Western Digital gets sued for sneaking SMR disks into its NAS channel

All three of the surviving conventional hard drive vendors—Toshiba, Western Digital, and Seagate—have gotten caught sneaking disks featuring Shingled Magnetic Recording technology into unexpected places recently. But Western Digital has been the most brazen of the three, and it's been singled out for a class action lawsuit in response.

Although all three major manufacturers quietly added SMR disks to their desktop hard drive line-up, Western Digital is the only one so far to slip them into its NAS (Network Attached Storage) stack. NAS drives are expected to perform well in RAID and other multiple disk arrays, whether ZFS pools or consumer devices like Synology or Netgear NAS appliances.

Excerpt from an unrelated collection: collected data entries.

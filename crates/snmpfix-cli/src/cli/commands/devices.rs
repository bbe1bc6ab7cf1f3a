//! `snmpfix devices` - List devices selected by the filters.

use anyhow::Result;
use colored::Colorize;
use snmpfix::DeviceInventory;
use tabled::{settings::Style, Table, Tabled};

use super::Context;
use crate::cli::args::DeviceArgs;
use crate::output::{print_csv, print_structured, OutputFormat};

#[derive(Tabled)]
struct DeviceRow {
    #[tabled(rename = "Hostname")]
    hostname: String,
    #[tabled(rename = "Address")]
    address: String,
    #[tabled(rename = "Family")]
    family: String,
    #[tabled(rename = "Platform")]
    platform: String,
    #[tabled(rename = "Software")]
    software: String,
}

pub async fn execute(ctx: Context, args: DeviceArgs) -> Result<()> {
    let (filter, locations) = ctx.filters(args.filter);
    let client = ctx.client().await?;

    let spinner = ctx.spinner("Retrieving device list...");
    let devices = client.list_devices(&filter, &locations).await;
    spinner.finish_and_clear();
    let devices = devices?;

    if print_structured(ctx.output_format, &devices)? {
        return Ok(());
    }

    match ctx.output_format {
        OutputFormat::Csv => print_csv(&devices)?,
        _ => {
            if devices.is_empty() {
                println!("{}", "No devices matched the filters.".yellow());
                return Ok(());
            }

            let rows: Vec<DeviceRow> = devices
                .iter()
                .map(|d| DeviceRow {
                    hostname: d.hostname.clone().unwrap_or_default(),
                    address: d.management_ip_address.clone(),
                    family: d.family.clone().unwrap_or_default(),
                    platform: d.platform_id.clone().unwrap_or_default(),
                    software: [d.software_type.as_deref(), d.software_version.as_deref()]
                        .into_iter()
                        .flatten()
                        .collect::<Vec<_>>()
                        .join(" "),
                })
                .collect();

            let table = Table::new(&rows).with(Style::rounded()).to_string();
            println!("{table}");
            println!();
            println!("{}", format!("Total: {} devices", devices.len()).dimmed());
        }
    }

    Ok(())
}
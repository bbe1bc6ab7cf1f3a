//! CLI argument parsing and command dispatch.

pub mod args;
pub mod commands;

use anyhow::Result;
use args::{Cli, Commands};
use clap::Parser;
use tracing_subscriber::{fmt, layer::SubscriberExt, util::SubscriberInitExt, EnvFilter};

use crate::config::Config;
use crate::output::OutputFormat;

/// Run the CLI application.
pub async fn run() -> Result<()> {
    let cli = Cli::parse();

    init_tracing(cli.verbose, cli.no_color);
    if cli.no_color {
        colored::control::set_override(false);
    }

    // Load configuration
    let config_path = Config::path(cli.config.as_deref())?;
    let mut config = Config::load(&config_path)?;

    // Command-line and environment values win over the config file
    if cli.url.is_some() {
        config.url = cli.url;
    }
    if cli.username.is_some() {
        config.username = cli.username;
    }
    if cli.password.is_some() {
        config.password = cli.password;
    }
    config.insecure |= cli.insecure;

    let output_format = cli
        .output
        .or(config.output_format)
        .unwrap_or(OutputFormat::Pretty);

    // Create context for commands
    let ctx = commands::Context {
        config,
        config_path,
        output_format,
        verbose: cli.verbose,
        no_color: cli.no_color,
    };

    // Dispatch to appropriate command
    match cli.command {
        Commands::Run(args) => commands::run::execute(ctx, args).await,
        Commands::Audit(args) => commands::audit::execute(ctx, args),
        Commands::Devices(args) => commands::devices::execute(ctx, args).await,
        Commands::Config(args) => commands::config::execute(&ctx, args),
    }
}

/// Log to stderr, filtered by `RUST_LOG` or the verbosity flag.
fn init_tracing(verbose: bool, no_color: bool) {
    let default_level = if verbose { "debug" } else { "info" };
    let filter = EnvFilter::try_from_default_env()
        .unwrap_or_else(|_| EnvFilter::new(format!("warn,snmpfix={default_level}")));

    let layer = fmt::layer()
        .with_writer(std::io::stderr)
        .with_target(verbose)
        .with_ansi(!no_color)
        .compact();

    // A subscriber may already be installed when embedded; keep it.
    let _ = tracing_subscriber::registry()
        .with(filter)
        .with(layer)
        .try_init();
}
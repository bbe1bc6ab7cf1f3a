//! Per-device compliance classification.

use crate::parser::{host_lines, SnmpHostLine};
use crate::policy::CompliancePolicy;
use serde::{Deserialize, Serialize};

/// Outcome of classifying one device configuration
#[derive(Debug, Clone, Default, PartialEq, Eq, Serialize, Deserialize)]
pub struct ComplianceVerdict {
    /// Host statements that do not match the reference pair, in file order
    pub invalid_lines: Vec<SnmpHostLine>,

    /// Whether a statement matching the reference pair is already configured
    pub valid_line_present: bool,

    /// Commands that bring the device to the compliant state, in order
    pub remediation: Vec<String>,
}

impl ComplianceVerdict {
    /// Returns true if nothing needs to change on the device
    #[must_use]
    pub fn is_compliant(&self) -> bool {
        self.invalid_lines.is_empty() && self.valid_line_present
    }

    /// Returns true if the configuration had any host statement at all
    #[must_use]
    pub fn has_host_lines(&self) -> bool {
        self.valid_line_present || !self.invalid_lines.is_empty()
    }

    /// Returns true if remediation adds the intended line
    #[must_use]
    pub const fn adds_intended_line(&self) -> bool {
        !self.valid_line_present
    }
}

/// Classify a configuration against the reference policy.
///
/// Every host statement whose host and community do not both equal the
/// reference pair is invalid and gets a `no <line>` command. The intended
/// line is appended once, and only when no valid statement exists.
#[must_use]
pub fn classify(config_text: &str, policy: &CompliancePolicy) -> ComplianceVerdict {
    let mut verdict = ComplianceVerdict::default();

    for line in host_lines(config_text) {
        if line.matches(&policy.valid_host, &policy.valid_community) {
            verdict.valid_line_present = true;
        } else {
            verdict.remediation.push(line.negation());
            verdict.invalid_lines.push(line);
        }
    }

    if !verdict.valid_line_present {
        verdict.remediation.push(policy.intended_line.clone());
    }

    verdict
}
impl<C: Controller> Remediator<C> {
    /// Create a remediator; fails if `config` does not validate
    pub fn new(controller: C, config: RunConfig) -> Result<Self> {
        config.validate()?;
        Ok(Self { controller, config })
    }

    /// The run configuration
    pub const fn config(&self) -> &RunConfig {
        &self.config
    }

    /// The underlying controller
    pub const fn controller(&self) -> &C {
        &self.controller
    }

    /// Fetch the devices selected by the configured filters
    pub async fn inventory(&self) -> Result<Vec<Device>> {
        let devices = self
            .controller
            .list_devices(&self.config.devices, &self.config.locations)
            .await?;
        info!(devices = devices.len(), "device inventory retrieved");
        Ok(devices)
    }

    /// Export and decrypt the running configuration of every device.
    ///
    /// Devices without a management address are not exported and end up
    /// without configuration.
    ///
    /// One secret protects every batch of the run and is dropped once the
    /// last archive is decrypted. A batch whose archive fails is recorded and
    /// its devices end up without configuration; transport and
    /// authentication errors abort the run.
    pub async fn collect_configs(&self, devices: &[Device]) -> Result<CollectedConfigs> {
        let mut collected = CollectedConfigs::default();
        let (devices, unaddressed): (Vec<Device>, Vec<Device>) =
            devices.iter().cloned().partition(Device::has_address);
        for device in &unaddressed {
            warn!(device = %device.id, "device has no management address, skipping export");
        }
        if devices.is_empty() {
            return Ok(collected);
        }

        let batch_size = match self.config.export_batch_size {
            0 => devices.len(),
            n => n,
        };

        let secret = ArchiveSecret::generate();
        for batch in devices.chunks(batch_size) {
            match self.export_batch(batch, &secret).await {
                Ok(configs) => collected.configs.merge(configs),
                Err(err) if is_batch_scoped(&err) => {
                    warn!(devices = batch.len(), error = %err, "configuration export failed");
                    collected.failures.push(ArchiveFailure {
                        devices: batch.iter().map(|d| d.id.clone()).collect(),
                        reason: err.to_string(),
                    });
                }
                Err(err) => return Err(err),
            }
        }
        drop(secret);

        info!(
            configs = collected.configs.len(),
            failed_batches = collected.failures.len(),
            "configurations collected"
        );
        Ok(collected)
    }

    async fn export_batch(
        &self,
        devices: &[Device],
        secret: &ArchiveSecret,
    ) -> Result<DecryptedConfigs> {
        let archive = self.controller.request_archive(devices, secret).await?;
        Ok(decrypt(&archive, secret)?)
    }

    /// Classify every device against the policy
    pub fn evaluate(&self, devices: &[Device], configs: &DecryptedConfigs) -> RemediationSet {
        let set = aggregate_configs(devices, configs, &self.config.policy);
        info!(
            compliant = set.compliant.len(),
            non_compliant = set.non_compliant.len(),
            no_config = set.no_config_found.len(),
            "compliance evaluated"
        );
        set
    }

    /// Render the remediation template under the configured name
    pub fn synthesize(&self, remediation: &RemediationSet) -> Synthesis {
        synthesize(remediation, &self.config.template_name)
    }

    /// Run every stage up to and including synthesis
    pub async fn plan(&self) -> Result<Plan> {
        let devices = self.inventory().await?;
        let collected = self.collect_configs(&devices).await?;
        let remediation = self.evaluate(&devices, &collected.configs);
        let synthesis = self.synthesize(&remediation);
        Ok(Plan {
            devices,
            remediation,
            synthesis,
            failures: collected.failures,
        })
    }

    /// Create and commit the template in the configured project
    pub async fn upload(&self, template: &Template) -> Result<TemplateId> {
        info!(
            project = %self.config.project_name,
            template = %template.name,
            "uploading template"
        );
        self.controller
            .create_template(&self.config.project_name, template)
            .await
    }

    /// Push a committed template to its target devices.
    ///
    /// Only call this after the operator has confirmed the change.
    pub async fn deploy(
        &self,
        template_id: &TemplateId,
        template: &Template,
    ) -> Result<DeploymentStatus> {
        if template.targets.is_empty() {
            return Err(SnmpFixError::Config(format!(
                "template '{}' has no target devices",
                template.name
            )));
        }
        info!(template = %template_id, targets = template.targets.len(), "deploying template");
        self.controller.deploy(template_id, &template.targets).await
    }
}

const fn is_batch_scoped(err: &SnmpFixError) -> bool {
    err.is_archive_error() || matches!(err, SnmpFixError::TaskFailed { .. })
}
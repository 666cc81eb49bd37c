//! Key name to key code mapping
//!
//! Key codes follow the kernel naming convention: the uppercased key name
//! prefixed with `KEY_` (e.g. `"leftshift"` -> `KEY_LEFTSHIFT`). The namespace
//! is open, so any name produces a code and the transport decides whether the
//! device can actually emit it.

use std::fmt;

/// Prefix shared by every key code.
pub const KEY_PREFIX: &str = "KEY_";

/// Symbolic identifier for one physical key (e.g. `KEY_A`).
#[derive(Debug, Clone, PartialEq, Eq, Hash, PartialOrd, Ord)]
pub struct KeyCode(String);

impl KeyCode {
    /// Map a key name to its code.
    ///
    /// Names are trimmed and matched case-insensitively. Unrecognized names
    /// still produce a code.
    pub fn from_name(name: &str) -> Self {
        Self(format!("{}{}", KEY_PREFIX, name.trim().to_uppercase()))
    }

    /// The full code string, including the `KEY_` prefix.
    pub fn as_str(&self) -> &str {
        &self.0
    }

    /// The key name without the `KEY_` prefix.
    pub fn name(&self) -> &str {
        &self.0[KEY_PREFIX.len()..]
    }
}

impl fmt::Display for KeyCode {
    fn fmt(&self, f: &mut fmt::Formatter<'_>) -> fmt::Result {
        f.write_str(&self.0)
    }
}

/// Split a `+`-joined key spec into codes, left to right.
pub(crate) fn parse_codes(spec: &str) -> Vec<KeyCode> {
    spec.split('+').map(KeyCode::from_name).collect()
}

/// A set of key codes, e.g. the modifiers a user is physically holding.
#[derive(Debug, Clone, Default, PartialEq, Eq)]
pub struct KeySet {
    codes: Vec<KeyCode>,
}

impl KeySet {
    /// Parse a `+`-joined key spec. An empty (or blank) spec is the empty set.
    pub fn parse(spec: &str) -> Self {
        if spec.trim().is_empty() {
            return Self::default();
        }

        let mut codes: Vec<KeyCode> = Vec::new();
        for code in parse_codes(spec) {
            if !codes.contains(&code) {
                codes.push(code);
            }
        }
        Self { codes }
    }

    pub fn contains(&self, code: &KeyCode) -> bool {
        self.codes.contains(code)
    }

    pub fn iter(&self) -> impl Iterator<Item = &KeyCode> {
        self.codes.iter()
    }
}

/// Ordered collection of key codes treated as modifiers.
///
/// The order is the canonical release order used when flushing stray
/// modifier state.
#[derive(Debug, Clone, PartialEq, Eq)]
pub struct ModifierSet {
    codes: Vec<KeyCode>,
}

impl ModifierSet {
    /// Key names of the standard modifiers, in flush order.
    pub const STANDARD_NAMES: [&'static str; 8] = [
        "LEFTALT",
        "LEFTCTRL",
        "LEFTMETA",
        "LEFTSHIFT",
        "RIGHTALT",
        "RIGHTCTRL",
        "RIGHTMETA",
        "RIGHTSHIFT",
    ];

    /// Left/right Ctrl, Shift, Alt and Meta.
    pub fn standard() -> Self {
        Self::from_names(Self::STANDARD_NAMES)
    }

    /// Build a modifier set from key names, keeping the first occurrence of
    /// each code.
    pub fn from_names<I, S>(names: I) -> Self
    where
        I: IntoIterator<Item = S>,
        S: AsRef<str>,
    {
        let mut codes: Vec<KeyCode> = Vec::new();
        for name in names {
            let code = KeyCode::from_name(name.as_ref());
            if !codes.contains(&code) {
                codes.push(code);
            }
        }
        Self { codes }
    }

    pub fn contains(&self, code: &KeyCode) -> bool {
        self.codes.contains(code)
    }

    pub fn iter(&self) -> impl Iterator<Item = &KeyCode> {
        self.codes.iter()
    }

    /// Every modifier not in `keep`, in canonical order.
    pub fn without<'a>(&'a self, keep: &'a KeySet) -> impl Iterator<Item = &'a KeyCode> + 'a {
        self.codes.iter().filter(move |code| !keep.contains(code))
    }
}

impl Default for ModifierSet {
    fn default() -> Self {
        Self::standard()
    }
}
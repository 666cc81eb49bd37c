//! Synthetic keyboard input for sendkey
//!
//! This crate resolves a target input device and types key chords through it,
//! nesting held modifiers around a tapped key while leaving keys the user is
//! already holding alone.

mod chord;
mod error;
mod keycode;
mod resolver;
mod typist;

pub mod device;
pub mod transport;

pub use chord::Chord;
pub use error::{OpenError, TypistError};
pub use keycode::{KeyCode, KeySet, ModifierSet, KEY_PREFIX};
pub use resolver::{effective_pattern, select, DeviceNotFound, DeviceResolver, DEFAULT_NAME_PATTERN};
pub use typist::{ChordTypist, Keyboard};
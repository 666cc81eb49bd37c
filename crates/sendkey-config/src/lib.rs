//! Configuration parsing for sendkey
//!
//! This crate reads the KDL configuration file that sets the target device
//! pattern and typing defaults.

mod error;
mod model;
mod parser;

pub use error::ConfigError;
pub use model::*;
pub use parser::{expand_path, load_config, parse_config, parse_config_str};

In sharp contrast to Western Digital's position on SMR disks as NAS, Seagate executive Greg Belloni told us that there weren't any SMR disks in the Ironwolf (competitor to Western Digital Red) line-up now and that the technology is not appropriate for that purpose.

[...] Hattis Law has initiated a class action lawsuit against Western Digital, accordingly. The lawsuit alleges both that the SMR technology in the newer Western Digital Red drives is inappropriate for the marketed purpose of the drives and that Western Digital deliberately "deceived and harm[ed] consumers" in the course of doing so.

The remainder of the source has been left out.